Après 4 mandats et 16 ans de responsabilités académiques à l’heure de la libéralisation de l’Unistra, Deneken n’est pas seulement représentant des mêmes politiques que Beretz (acceptation de l’autonomie des universités, de l’austérité budgétaire, des logiques d’excellence…). Il en rajoute une couche. Prêtre en exercice, professeur de théologie catholique, il est connu pour ses positions proches du Vatican. Dans la lutte de longue haleine pour le détachement du savoir scientifique des préjugés religieux, la nomination d’un curé au poste de président d’une université publique est un grand bond en arrière. La volonté de contamination du savoir scientifique par le discours religieux n’est pas cachée par Deneken lui-même. Dans son article La théologie dans la nouvelle Université de Strasbourg [1], il s’efforce de présenter la théologie comme un enseignement comme les autres, qui serait tout à fait normal dans une université publique (et donc financée avec des fonds publics). La théologie serait pour lui indispensable pour fonder un savoir interdisciplinaire et à « éclairer » le chercheur là où les autres sciences se montrent défaillantes :

« Plus qu’une cohabitation tranquille ou une coexistence pacifique, la relation entre la théologie et l’université d’État se fonde sur une tradition universitaire qui insiste sur le critère d’excellence et sur la dimension intellectuelle de la théologie qui constitue un mode de penser légitime dès lors qu’elle honore la tradition ecclésiale quand elle pense la foi et tente de la rendre intelligible. Pour l’université qui l’accueille, il ne s’agit pas simplement de tolérer la faculté de théologie catholique comme une simple survivance du passé. Parce qu’elle est pratiquée dans une université dévolue à l’enseignement et à la recherche, la théologie peut s’y déployer dans sa double dimension dialogique : avec les sciences qui la nourrissent, et qu’elle nourrit, en même temps qu’avec la culture au sein de laquelle elle se fait et qu’elle contribue à faire.

[…]

La théologie se situe dès lors dans l’espace où les disciplines se rejoignent. Au milieu des autres disciplines, la théologie accepte d’être une discipline parmi les autres. […] Il revient à la théologie de se situer au milieu, et non à côté, ni au-dessus, mais pas non plus en dessous, dans une reconnaissance mutuelle qui relève de l’essence même de l’université.

[…]

La théologie comprenant de l’intérieur les choses semble mieux à même d’expliquer cela. D’une certaine compréhension du monde et de l’Église dépend telle ou telle attitude socioculturelle. Le théologien, porteur d’une tradition vivante, à condition qu’il se fasse expert intelligible et non apologète aveugle, rend service. Ni l’historien, ni le littéraire, ni le sociologue ne devrait considérer comme étrange, ni étranger, le discours du théologien. Le musicologue traitant de la question des Réformes pourra avoir recours à l’historien. Mais c’est le théologien qui saura lui apporter un éclairage à partir de sa Tradition vivante. La logique propre de l’être au monde chrétien ne peut être saisie, même par les sciences des religions, sans un discours théologique dont les sciences peuvent s’emparer. Ce discours théologique d’aujourd’hui est nécessaire à la compréhension universitaire de l’Histoire, de l’Homme et de la Société ».

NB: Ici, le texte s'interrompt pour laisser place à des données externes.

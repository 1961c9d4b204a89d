//! # Device Inventory
//!
//! TOML file listing devices for batch runs. Settings in `[defaults]` apply
//! to every `[[device]]` that does not override them; anything still unset
//! falls back to the `CCE_*` environment preferences.
//!
//! ```toml
//! [defaults]
//! username = "audit"
//! credential = { type = "file", private_key = "/etc/cce/id_ed25519" }
//!
//! [[device]]
//! id = "edge-fw"
//! host = "192.0.2.10"
//!
//! [[device]]
//! id = "lab-fw"
//! host = "198.51.100.7"
//! port = 2222
//! host_key_policy = "disabled"
//! ```

use cce_parser::config::TransportPreferences;
use cce_scanner_base::api::BatchJob;
use cce_scanner_base::transport::{ConnectionDescriptor, HostKeyPolicy, KeyCredential};
use serde::Deserialize;
use std::collections::HashSet;
use std::path::{Path, PathBuf};
use std::time::Duration;

#[derive(Debug, thiserror::Error)]
pub enum InventoryError {
    #[error("Cannot read inventory {path}: {source}")]
    Io {
        path: String,
        #[source]
        source: std::io::Error,
    },

    #[error("Invalid inventory: {0}")]
    Parse(#[from] toml::de::Error),

    #[error("Inventory lists no devices")]
    Empty,

    #[error("Device '{device}' has no {field}")]
    MissingField { device: String, field: &'static str },

    #[error("Device id '{device}' appears more than once")]
    DuplicateDevice { device: String },
}

#[derive(Debug, Clone, Default, Deserialize)]
#[serde(deny_unknown_fields)]
pub struct DeviceDefaults {
    pub username: Option<String>,
    pub port: Option<u16>,
    pub credential: Option<KeyCredential>,
    pub timeout_secs: Option<u64>,
    pub known_hosts: Option<PathBuf>,
    pub host_key_policy: Option<HostKeyPolicy>,
    pub remote_path: Option<String>,
}

#[derive(Debug, Clone, Deserialize)]
#[serde(deny_unknown_fields)]
pub struct DeviceEntry {
    pub id: String,
    pub host: String,
    pub username: Option<String>,
    pub port: Option<u16>,
    pub credential: Option<KeyCredential>,
    pub timeout_secs: Option<u64>,
    pub known_hosts: Option<PathBuf>,
    pub host_key_policy: Option<HostKeyPolicy>,
    pub remote_path: Option<String>,
}

#[derive(Debug, Clone, Deserialize)]
#[serde(deny_unknown_fields)]
pub struct Inventory {
    #[serde(default)]
    pub defaults: DeviceDefaults,
    #[serde(default, rename = "device")]
    pub devices: Vec<DeviceEntry>,
}

impl Inventory {
    pub fn from_file(path: &Path) -> Result<Self, InventoryError> {
        let text = std::fs::read_to_string(path).map_err(|source| InventoryError::Io {
            path: path.display().to_string(),
            source,
        })?;
        Self::parse(&text)
    }

    pub fn parse(text: &str) -> Result<Self, InventoryError> {
        Ok(toml::from_str(text)?)
    }

    /// One batch job per device, defaults and preferences applied
    pub fn jobs(&self) -> Result<Vec<BatchJob>, InventoryError> {
        self.jobs_with_preferences(&TransportPreferences::default())
    }

    pub fn jobs_with_preferences(
        &self,
        preferences: &TransportPreferences,
    ) -> Result<Vec<BatchJob>, InventoryError> {
        if self.devices.is_empty() {
            return Err(InventoryError::Empty);
        }

        let mut seen = HashSet::new();
        let mut jobs = Vec::with_capacity(self.devices.len());
        for device in &self.devices {
            if !seen.insert(device.id.as_str()) {
                return Err(InventoryError::DuplicateDevice {
                    device: device.id.clone(),
                });
            }
            jobs.push(self.job(device, preferences)?);
        }
        Ok(jobs)
    }

    fn job(
        &self,
        device: &DeviceEntry,
        preferences: &TransportPreferences,
    ) -> Result<BatchJob, InventoryError> {
        let defaults = &self.defaults;
        let missing = |field| InventoryError::MissingField {
            device: device.id.clone(),
            field,
        };

        let username = device
            .username
            .as_ref()
            .or(defaults.username.as_ref())
            .ok_or_else(|| missing("username"))?;
        let credential = device
            .credential
            .clone()
            .or_else(|| defaults.credential.clone())
            .ok_or_else(|| missing("credential"))?;

        let mut descriptor = ConnectionDescriptor::new(&device.id, &device.host, username, credential)
            .with_timeout(
                device
                    .timeout_secs
                    .or(defaults.timeout_secs)
                    .map(Duration::from_secs)
                    .unwrap_or_else(|| preferences.timeout()),
            )
            .with_host_key_policy(
                device
                    .host_key_policy
                    .or(defaults.host_key_policy)
                    .unwrap_or(if preferences.host_key_check {
                        HostKeyPolicy::Strict
                    } else {
                        HostKeyPolicy::Disabled
                    }),
            );
        if let Some(port) = device.port.or(defaults.port) {
            descriptor = descriptor.with_port(port);
        }
        if let Some(path) = device
            .known_hosts
            .as_ref()
            .or(defaults.known_hosts.as_ref())
            .or(preferences.known_hosts_path.as_ref())
        {
            descriptor = descriptor.with_known_hosts(path);
        }

        let remote_path = device
            .remote_path
            .clone()
            .or_else(|| defaults.remote_path.clone())
            .unwrap_or_else(|| preferences.remote_config_path.clone());
        Ok(BatchJob::new(descriptor, remote_path))
    }
}

#[cfg(test)]
mod tests {
    use super::*;
    use assert_matches::assert_matches;
    use std::io::Write;

    fn preferences() -> TransportPreferences {
        TransportPreferences {
            timeout_secs: 30,
            host_key_check: true,
            known_hosts_path: None,
            remote_config_path: "/conf/config.xml".to_string(),
        }
    }

    const INVENTORY: &str = r#"
[defaults]
username = "audit"
credential = { type = "file", private_key = "/etc/cce/id_ed25519" }
timeout_secs = 20

[[device]]
id = "edge-fw"
host = "192.0.2.10"

[[device]]
id = "lab-fw"
host = "198.51.100.7"
port = 2222
username = "labaudit"
credential = { type = "agent" }
host_key_policy = "disabled"
remote_path = "/cf/conf/config.xml"
"#;

    #[test]
    fn test_defaults_and_overrides() {
        let jobs = Inventory::parse(INVENTORY)
            .unwrap()
            .jobs_with_preferences(&preferences())
            .unwrap();
        assert_eq!(jobs.len(), 2);

        let edge = &jobs[0];
        assert_eq!(edge.descriptor.device_id, "edge-fw");
        assert_eq!(edge.descriptor.username, "audit");
        assert_eq!(edge.descriptor.port, 22);
        assert_eq!(edge.descriptor.timeout, Duration::from_secs(20));
        assert_eq!(edge.descriptor.host_key_policy, HostKeyPolicy::Strict);
        assert_eq!(
            edge.descriptor.credential,
            KeyCredential::key_file("/etc/cce/id_ed25519")
        );
        assert_eq!(edge.remote_path, "/conf/config.xml");

        let lab = &jobs[1];
        assert_eq!(lab.descriptor.port, 2222);
        assert_eq!(lab.descriptor.username, "labaudit");
        assert_eq!(lab.descriptor.credential, KeyCredential::Agent);
        assert_eq!(lab.descriptor.host_key_policy, HostKeyPolicy::Disabled);
        assert_eq!(lab.remote_path, "/cf/conf/config.xml");
    }

    #[test]
    fn test_missing_credential() {
        let inventory = Inventory::parse(
            r#"
[[device]]
id = "fw"
host = "192.0.2.1"
username = "audit"
"#,
        )
        .unwrap();
        assert_matches!(
            inventory.jobs_with_preferences(&preferences()),
            Err(InventoryError::MissingField { field: "credential", .. })
        );
    }

    #[test]
    fn test_duplicate_and_empty() {
        let duplicate = format!(
            "{}\n[[device]]\nid = \"edge-fw\"\nhost = \"192.0.2.11\"\n",
            INVENTORY
        );
        assert_matches!(
            Inventory::parse(&duplicate).unwrap().jobs_with_preferences(&preferences()),
            Err(InventoryError::DuplicateDevice { .. })
        );
        assert_matches!(
            Inventory::parse("[defaults]\nusername = \"a\"\n").unwrap().jobs(),
            Err(InventoryError::Empty)
        );
    }

    #[test]
    fn test_no_password_field_accepted() {
        assert_matches!(
            Inventory::parse(
                "[[device]]\nid = \"fw\"\nhost = \"h\"\npassword = \"hunter2\"\n"
            ),
            Err(InventoryError::Parse(_))
        );
    }

    #[test]
    fn test_from_file() {
        let mut file = tempfile::NamedTempFile::new().unwrap();
        file.write_all(INVENTORY.as_bytes()).unwrap();
        let inventory = Inventory::from_file(file.path()).unwrap();
        assert_eq!(inventory.devices.len(), 2);

        assert_matches!(
            Inventory::from_file(Path::new("/nonexistent/inventory.toml")),
            Err(InventoryError::Io { .. })
        );
    }
}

Depuis des nombreuses années nous assistons au brouhaha idéologique sur la laicité républicaine, et en particulier sur la laicité dans les écoles, lorsqu’il s’agit de stigmatiser la religion musulmane. Mais alors, comment justifier la nomination d’un prêtre au poste de président de l’Unistra ? La séparation de l’Etat et de l’Eglise ne serait plus d’actualité, au moins pour ce qui est de la religion catholique ? Quelles invectives auraient inventé les apôtres de la laicité si à la présidence de l’Unistra avait été nommé un imam ?

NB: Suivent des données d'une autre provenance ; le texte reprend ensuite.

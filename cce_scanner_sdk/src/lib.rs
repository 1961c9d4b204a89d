//! # CCE Scanner SDK
//!
//! pfSense benchmark rules for the compliance check engine, the device
//! inventory format used for batch runs, and the `cce-scan` command line.

pub mod cli;
pub mod inventory;
pub mod rules;

use cce_scanner_base::rules::{RegistryBuilder, RegistryError, RuleRegistry};

/// Create a registry holding the full pfSense benchmark catalog
///
/// Includes:
/// - System settings (hostname, DNS, IPv6, WebGUI protocol, NTP)
/// - Access control (session timeout, external authentication servers)
/// - Services (SNMP, captive portal, NET-SNMP, DNSSEC)
/// - WAN firewall rule scans
/// - Logging (SNMP traps, timezone, remote syslog)
/// - VPN authentication, certificates, TLS keys and ciphers
pub fn create_benchmark_registry() -> Result<RuleRegistry, RegistryError> {
    Ok(RegistryBuilder::new()
        .add_rules(rules::system::definitions()?)?
        .add_rules(rules::access::definitions()?)?
        .add_rules(rules::services::definitions()?)?
        .add_rules(rules::firewall::definitions()?)?
        .add_rules(rules::logging::definitions()?)?
        .add_rules(rules::vpn::definitions()?)?
        .build())
}


#[cfg(test)]
mod tests {
    use super::*;
    use cce_parser::{parse, DocumentFormat, RawConfigurationDocument};
    use cce_scanner_base::results::VerdictStatus;
    use cce_scanner_base::rules::Category;

    const EXPECTED_IDS: [&str; 25] = [
        "1.4", "1.5", "1.6", "1.8", "1.10", "2.1", "2.2", "3.1", "3.2", "4.1.1", "4.1.2",
        "4.1.3", "4.1.4", "4.1.5", "4.1.6", "5.1.1", "5.1.2", "5.1.3", "5.2.1", "5.3.1",
        "5.4.1", "5.4.2", "5.4.3", "5.5.1", "6.1",
    ];

    #[test]
    fn test_registry_creation() {
        let registry = create_benchmark_registry().expect("Failed to create registry");
        let stats = registry.get_statistics();

        assert_eq!(stats.total_rules, EXPECTED_IDS.len());
        assert!(stats.registry_health.is_healthy());
        assert_eq!(stats.rules_by_category.get(&Category::Firewall), Some(&6));
        assert_eq!(stats.parameterized_rules, 2);

        let listed: Vec<String> = registry.catalog().into_iter().map(|e| e.id.to_string()).collect();
        assert_eq!(listed, EXPECTED_IDS);
    }

    #[test]
    fn test_every_rule_yields_one_verdict_on_empty_config() {
        let registry = create_benchmark_registry().unwrap();
        let model = parse(RawConfigurationDocument::new(
            b"<pfsense></pfsense>".to_vec(),
            DocumentFormat::Xml,
        ))
        .unwrap();

        let verdicts = registry.evaluate_all(&model);
        assert_eq!(verdicts.len(), EXPECTED_IDS.len());
        assert!(verdicts
            .iter()
            .all(|v| v.status() != VerdictStatus::NotReviewed));
        assert_eq!(verdicts, registry.evaluate_all(&model));
    }
}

De plus, une question plus pratique se pose : la nomination d’un curé à la présidence de l’Unistra sera-t-elle sans effets quant à la liberté de la recherche scientifique ? Les études de genre, les recherches biomédicales et d’autres domaines d’étude font l’objet d’attaques persistants de la droite conservatrice et traditionnaliste, dont une partie du clergé et d’associations proches de l’Eglise catholique. Des « comités d’éthique », des « observatoires » voient le jour dans nombre d’universités pour censurer la diffusion d’une certaine recherche scientifique. Une fois Deneken confirmé président, quelles garanties existeront pour que la recherche scientifique reste libre et non pas influencée par les lobbies cléricales ?

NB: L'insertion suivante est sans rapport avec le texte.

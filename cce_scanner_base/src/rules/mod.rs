//! Rule definitions, the registry, and the fault-isolating evaluator

pub mod definition;
pub mod errors;
pub mod registry;

pub use definition::{
    Category, Evaluator, Finding, RuleCatalogEntry, RuleDefinition, RuleId, RuleParameters,
    Threshold, ThresholdOperator,
};
pub use errors::{RegistryError, RuleFault};
pub use registry::{RegistryBuilder, RegistryHealth, RegistryStatistics, RuleRegistry};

Les mots de Deneken lui-même ne nous rassurent pas : « Le théologien doit donc faire montre de qualités d’ouverture et de dialogue, de collaboration et d’inventivité. Cela ne signifie pas pour autant qu’il ait à renoncer à ce qu’il doit être selon les critères ecclésiaux, notamment d’agissant de la fidélité à la Tradition » [2]. Mais lorsque le théologien est président d’université et qu’il devra choisir entre « la déviation » et la tradition, permettra-t-il le financement et la liberté de recherche sur des sujets qu’aujourd’hui encore agitent le sommeil du clergé et de sa Tradition ?

L’Union des Etudiants Communistes de Strasbourg exprime son inquiétude quant à la nomination de Michel Deneken à la présidence de l’Unistra. Qu’il le sache dès maintenant, nous resterons très attentifs vis à vis de son interim et nous ferons le possible pour qu’en décembre gagne le camp de l’opposition aux politiques austéritaires et à la mainmise du clergé dans l’université. Une université que nous voulons plus que jamais publique, laique et démocratique.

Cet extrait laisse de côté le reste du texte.